Following up on previous studies, Hopkins cardiologists used a thin tube to extract samples of heart tissue no bigger than a grain of rice within hours of the animals’ heart attacks, then grew large numbers of cardiac stem cells in the lab from tissue obtained through biopsy, and within a month implanted the cells into the pigs’ hearts. With help from a blue-dye tracking system, the scientists have shown that within two months the cells had developed into mature heart cells and vessel-forming endothelial cells.
“This is a relatively simple method of stem cell extraction that can be used in any community-based clinic, and if further studies show the same kind of organ repair that we see in pigs, it could be performed on an outpatient basis,” says Eduardo Marbán, M.D., Ph.D., senior study author and professor and chief of cardiology at The Johns Hopkins University School of Medicine and its Heart Institute. “Starting with just a small amount of tissue, we demonstrated that it was possible, very soon after a heart attack, to use the healthy parts of the heart to regenerate some of the damaged parts.”
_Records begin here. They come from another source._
// Copyright 2025 the oscompute authors
//
// Licensed under the Apache License, Version 2.0 (the "License");
// you may not use this file except in compliance with the License.
// You may obtain a copy of the License at
//
//     http://www.apache.org/licenses/LICENSE-2.0
//
// Unless required by applicable law or agreed to in writing, software
// distributed under the License is distributed on an "AS IS" BASIS,
// WITHOUT WARRANTIES OR CONDITIONS OF ANY KIND, either express or implied.
// See the License for the specific language governing permissions and
// limitations under the License.

//! Paginated collections.

#[cfg(feature = "stream")]
use async_stream::try_stream;
#[cfg(feature = "stream")]
use futures::stream::Stream;
use log::trace;
use reqwest::{Method, Url};
use serde::de::DeserializeOwned;

use super::common::{find_next_link, Link};
use super::compute::Compute;
use super::Error;

/// A resource that the Compute API returns in paginated listings.
///
/// Implementations connect a resource type to the JSON envelope of its
/// listing and define how a freshly deserialized resource is attached to the
/// client that fetched it.
pub trait PaginatedResource: Sized {
    /// Root JSON envelope of one listing page.
    type Root: DeserializeOwned + Send;

    /// Split a listing envelope into its resources and navigation links.
    fn from_root(root: Self::Root) -> (Vec<Self>, Vec<Link>);

    /// Attach the owning client to this resource (and its nested references).
    fn attach(&mut self, client: &Compute);
}

/// One page of a paginated listing.
///
/// A page holds the items the server returned for one request plus the
/// server-provided link to the following page, if any. Pages are produced by
/// the listing calls on [Compute](../compute/struct.Compute.html); every item
/// is already attached to the client that fetched the page.
///
/// A page without a `next` link is the last one. A `Page` can be cloned, and
/// each clone is an independent cursor over the same fetched data.
#[derive(Debug, Clone)]
pub struct Page<T> {
    items: Vec<T>,
    next: Option<Url>,
    client: Compute,
}

impl<T> Page<T> {
    /// Items of this page.
    #[inline]
    pub fn items(&self) -> &[T] {
        &self.items
    }

    /// Convert this page into its items, dropping the navigation state.
    #[inline]
    pub fn into_items(self) -> Vec<T> {
        self.items
    }

    /// Whether this page contains no items.
    #[inline]
    pub fn is_empty(&self) -> bool {
        self.items.is_empty()
    }

    /// Number of items in this page.
    #[inline]
    pub fn len(&self) -> usize {
        self.items.len()
    }

    /// The raw link to the next page, if the listing continues past this page.
    #[inline]
    pub fn next_link(&self) -> Option<&Url> {
        self.next.as_ref()
    }

    #[cfg(feature = "sync")]
    pub(crate) fn take_items(&mut self) -> Vec<T> {
        std::mem::take(&mut self.items)
    }
}

impl<T> Page<T>
where
    T: PaginatedResource,
{
    pub(crate) fn new(root: T::Root, client: &Compute) -> Page<T> {
        let (mut items, links) = T::from_root(root);
        for item in items.iter_mut() {
            item.attach(client);
        }
        Page {
            items,
            next: find_next_link(&links),
            client: client.clone(),
        }
    }

    /// Fetch the next page of the listing.
    ///
    /// The server-provided `next` link is requested verbatim (the URL is not
    /// reconstructed from filters), with the authentication and API version
    /// headers of the owning client attached. Returns `None` if this page is
    /// the last one.
    pub async fn next_page(&self) -> Result<Option<Page<T>>, Error> {
        match &self.next {
            Some(link) => {
                trace!("Fetching the next page from {}", link);
                let root = self
                    .client
                    .request_url(Method::GET, link.clone())
                    .fetch_json::<T::Root>()
                    .await?;
                Ok(Some(Page::new(root, &self.client)))
            }
            None => Ok(None),
        }
    }

    /// Convert this page into an asynchronous stream over the whole listing.
    ///
    /// The items of this page are yielded first; each following page is only
    /// fetched when the consumer polls past the last item of the current one.
    #[cfg(feature = "stream")]
    pub fn into_stream(self) -> impl Stream<Item = Result<T, Error>> {
        try_stream! {
            let mut page = self;
            loop {
                for item in std::mem::take(&mut page.items) {
                    yield item;
                }
                match page.next_page().await? {
                    Some(next) => page = next,
                    None => break,
                }
            }
        }
    }
}
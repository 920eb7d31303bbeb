// Copyright 2025 the oscompute authors
//
// Licensed under the Apache License, Version 2.0 (the "License");
// you may not use this file except in compliance with the License.
// You may obtain a copy of the License at
//
//     http://www.apache.org/licenses/LICENSE-2.0
//
// Unless required by applicable law or agreed to in writing, software
// distributed under the License is distributed on an "AS IS" BASIS,
// WITHOUT WARRANTIES OR CONDITIONS OF ANY KIND, either express or implied.
// See the License for the specific language governing permissions and
// limitations under the License.

//! JSON envelopes of the Compute API.
//!
//! The Compute API nests every payload under a top-level key named after the
//! resource (the *root wrapper*), and returns the navigation links of a
//! listing as a sibling `<resource>_links` key. The structures here spell
//! those envelopes out; nothing about them is inferred at runtime.

use std::collections::BTreeMap;

use serde::{Deserialize, Serialize};

use super::super::common::Link;
use super::flavors::Flavor;
use super::images::Image;
use super::keypairs::{KeyPair, KeyPairCreate};
use super::servers::{Server, ServerCreate, ServerCreated, ServerUpdate};

/// One page of a server listing.
#[derive(Debug, Deserialize)]
pub struct ServersRoot {
    /// Servers of the current page.
    pub servers: Vec<Server>,
    /// Navigation links of the listing.
    #[serde(default)]
    pub servers_links: Vec<Link>,
}

/// A single server.
#[derive(Debug, Deserialize)]
pub struct ServerRoot {
    /// The server.
    pub server: Server,
}

/// The response to a server creation request.
#[derive(Debug, Deserialize)]
pub struct ServerCreatedRoot {
    /// Stub of the created server.
    pub server: ServerCreated,
}

/// A request to create a server.
#[derive(Debug, Serialize)]
pub struct CreateServerRoot {
    /// Parameters of the new server.
    pub server: ServerCreate,
}

/// A request to update a server.
#[derive(Debug, Serialize)]
pub struct ServerUpdateRoot {
    /// Fields to update.
    pub server: ServerUpdate,
}

/// One page of an image listing.
#[derive(Debug, Deserialize)]
pub struct ImagesRoot {
    /// Images of the current page.
    pub images: Vec<Image>,
    /// Navigation links of the listing.
    #[serde(default)]
    pub images_links: Vec<Link>,
}

/// A single image.
#[derive(Debug, Deserialize)]
pub struct ImageRoot {
    /// The image.
    pub image: Image,
}

/// One page of a flavor listing.
#[derive(Debug, Deserialize)]
pub struct FlavorsRoot {
    /// Flavors of the current page.
    pub flavors: Vec<Flavor>,
    /// Navigation links of the listing.
    #[serde(default)]
    pub flavors_links: Vec<Link>,
}

/// A single flavor.
#[derive(Debug, Deserialize)]
pub struct FlavorRoot {
    /// The flavor.
    pub flavor: Flavor,
}

/// A key pair listing.
///
/// Unlike other listings, each item is additionally wrapped in its own
/// `keypair` envelope.
#[derive(Debug, Deserialize)]
pub struct KeyPairsRoot {
    /// Wrapped key pairs.
    pub keypairs: Vec<KeyPairEntry>,
}

/// One item of a key pair listing.
#[derive(Debug, Deserialize)]
pub struct KeyPairEntry {
    /// The key pair.
    pub keypair: KeyPair,
}

/// A single key pair.
#[derive(Debug, Deserialize)]
pub struct KeyPairRoot {
    /// The key pair.
    pub keypair: KeyPair,
}

/// A request to create or import a key pair.
#[derive(Debug, Serialize)]
pub struct KeyPairCreateRoot {
    /// Parameters of the new key pair.
    pub keypair: KeyPairCreate,
}

/// Metadata of a server or an image.
///
/// Used in both directions: responses are unwrapped from it and update
/// requests are wrapped into it.
#[derive(Debug, Deserialize, Serialize)]
pub struct MetadataRoot {
    /// Metadata key/value pairs.
    pub metadata: BTreeMap<String, String>,
}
Marbán cautions that no overall improvements in heart function have yet been shown in these studies, which were not designed to establish such changes and used relatively low numbers of infused cells (10 million or less). “But we have proof of principle, and we are planning to use larger numbers of cells implanted in different sites of the heart to test whether we can restore function as well,” he says. “If the answer is yes, we could see the first phase of studies in people in late 2007.”